1st Battle of Bull Run "A Charge of Screaming Tigers" July 21, 1861
"Look out to your left, you are turned!" was the message Confederate Col. Nathan G. Evans received from the signal tower in his rear at about 8:00am on July 21, 1861. He had already observed a long line of dust above the trees in that direction and suspected some Union troops might be moving about off his left flank. Evans's half brigade of Louisiana and South Carolina troops was the anchor on the left of a six-mile-long Confederate line confronting the federal advance toward Bull Run near Manassas, Va. Without hesitation, Evans, nicknamed "Shanks" for his thin legs, made the most important decision of the battle. Leaving only four companies to cover his position at the Stone Bridge over Bull Run, he led the remaining six companies of the 4th South Carolina and a battalion of Louisiana Tigers, a total of about 1,000 men, out beyond the Confederate left flank toward the rising clouds of dust.

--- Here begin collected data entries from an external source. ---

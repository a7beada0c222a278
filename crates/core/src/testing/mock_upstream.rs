//! Mock upstream client for testing.

use async_trait::async_trait;
use serde_json::Value;
use std::collections::VecDeque;
use std::sync::Arc;
use std::time::Duration;
use tokio::sync::RwLock;

use crate::import::{ImportError, Provider, RawEnvelope, UpstreamClient, UpstreamRequest};

/// Mock implementation of the UpstreamClient trait.
///
/// Provides controllable behavior for testing:
/// - Answer calls from a queue of envelopes or errors
/// - Track requests for assertions
/// - Simulate slow providers
///
/// With an empty queue every call fails with `NotFound`.
///
/// # Example
///
/// ```rust,ignore
/// use album_import_core::testing::{fixtures, MockUpstream};
///
/// let upstream = MockUpstream::new(Provider::MusicBrainz);
/// upstream
///     .push_response(fixtures::musicbrainz_release("mb-1", "Abbey Road", &[17]))
///     .await;
///
/// let envelope = upstream.fetch(&UpstreamRequest::Release { id: "mb-1".into() }).await?;
/// assert_eq!(upstream.call_count().await, 1);
/// ```
#[derive(Debug)]
pub struct MockUpstream {
    provider: Provider,
    /// Responses handed out in order, one per call.
    responses: Arc<RwLock<VecDeque<Result<RawEnvelope, ImportError>>>>,
    /// Recorded requests.
    requests: Arc<RwLock<Vec<UpstreamRequest>>>,
    /// Delay applied before answering.
    delay: Arc<RwLock<Option<Duration>>>,
}

impl MockUpstream {
    /// Create a mock for the given provider with nothing queued.
    pub fn new(provider: Provider) -> Self {
        Self {
            provider,
            responses: Arc::new(RwLock::new(VecDeque::new())),
            requests: Arc::new(RwLock::new(Vec::new())),
            delay: Arc::new(RwLock::new(None)),
        }
    }

    // =========================================================================
    // Response Queue
    // =========================================================================

    /// Queue a JSON body.
    pub async fn push_response(&self, body: Value) {
        self.responses
            .write()
            .await
            .push_back(Ok(RawEnvelope::new(body)));
    }

    /// Queue an empty body.
    pub async fn push_empty(&self) {
        self.responses
            .write()
            .await
            .push_back(Ok(RawEnvelope::empty()));
    }

    /// Queue a failure.
    pub async fn push_error(&self, error: ImportError) {
        self.responses.write().await.push_back(Err(error));
    }

    /// Delay every answer by `delay`.
    pub async fn set_delay(&self, delay: Duration) {
        *self.delay.write().await = Some(delay);
    }

    // =========================================================================
    // Request Recording
    // =========================================================================

    /// Get all recorded requests.
    pub async fn requests(&self) -> Vec<UpstreamRequest> {
        self.requests.read().await.clone()
    }

    /// Get the number of calls performed.
    pub async fn call_count(&self) -> usize {
        self.requests.read().await.len()
    }
}

#[async_trait]
impl UpstreamClient for MockUpstream {
    fn provider(&self) -> Provider {
        self.provider
    }

    async fn fetch(&self, request: &UpstreamRequest) -> Result<RawEnvelope, ImportError> {
        self.requests.write().await.push(request.clone());

        let delay = *self.delay.read().await;
        if let Some(delay) = delay {
            tokio::time::sleep(delay).await;
        }

        let next = self.responses.write().await.pop_front();
        next.unwrap_or_else(|| {
            Err(ImportError::NotFound {
                provider: self.provider,
                id: request_subject(request),
            })
        })
    }
}

fn request_subject(request: &UpstreamRequest) -> String {
    match request {
        UpstreamRequest::SearchReleases { album, artist, .. } => format!(
            "{} / {}",
            album.as_deref().unwrap_or("-"),
            artist.as_deref().unwrap_or("-")
        ),
        UpstreamRequest::Release { id } | UpstreamRequest::Album { id } => id.clone(),
    }
}

#[cfg(test)]
mod tests {
    use super::*;
    use crate::import::ImportErrorKind;
    use serde_json::json;

    fn release(id: &str) -> UpstreamRequest {
        UpstreamRequest::Release { id: id.to_string() }
    }

    #[tokio::test]
    async fn test_responses_are_handed_out_in_order() {
        let upstream = MockUpstream::new(Provider::MusicBrainz);
        upstream.push_response(json!({ "title": "First" })).await;
        upstream.push_empty().await;

        let first = upstream.fetch(&release("a")).await.unwrap();
        assert_eq!(first.body["title"], "First");

        let second = upstream.fetch(&release("b")).await.unwrap();
        assert!(second.is_empty());

        assert_eq!(upstream.call_count().await, 2);
        assert_eq!(upstream.requests().await, vec![release("a"), release("b")]);
    }

    #[tokio::test]
    async fn test_empty_queue_is_not_found() {
        let upstream = MockUpstream::new(Provider::NetEase);

        let err = upstream
            .fetch(&UpstreamRequest::Album {
                id: "42".to_string(),
            })
            .await
            .unwrap_err();

        assert!(matches!(err, ImportError::NotFound { ref id, .. } if id == "42"));
    }

    #[tokio::test]
    async fn test_queued_error() {
        let upstream = MockUpstream::new(Provider::NetEase);
        upstream
            .push_error(ImportError::UpstreamCode {
                provider: Provider::NetEase,
                code: 400,
            })
            .await;

        let err = upstream
            .fetch(&UpstreamRequest::Album {
                id: "1".to_string(),
            })
            .await
            .unwrap_err();
        assert_eq!(err.kind(), ImportErrorKind::UpstreamError);
    }
}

Evans did not know that the force he had set out to confront was actually the main body of the entire Union army, 18,000 soldiers that their commander, Gen. Irvin McDowell, had sent on a surprise attack on the Confederate flank. Evans quickly placed his command in defensive positions under cover of the woods on Matthews Hill, overlooking the road the blue soldiers would take from Sudley Springs Ford as they crossed Bull Run. At 9:15 the federal vanguard, two Rhode Island regiments commanded by Col. Ambrose Burnside, appeared from trees at the ford and started up Matthews Hill. The Rebel volleys that flashed out and stopped the federal advance were so intense that Burnside thought he was confronted by six regiments instead of one, and he quickly brought up reinforcements. Suddenly 500 red-shirted Tigers came screaming down the hill in a wild charge that caught the federal troops completely off guard and threw them into confusion. The charge was beaten back, but Evans and his hard-fighting soldiers had stalled the vastly superior Union force long enough for Confederate reinforcements to begin to arrive.
Fascinating Fact: Maj. Roberdeau Wheat, commander of the Louisiana Tigers, was shot through both lungs during the charge. When told that his wound was fatal, he said, "I don't feel like dying yet." Defying the medical experts, he recovered to fight again.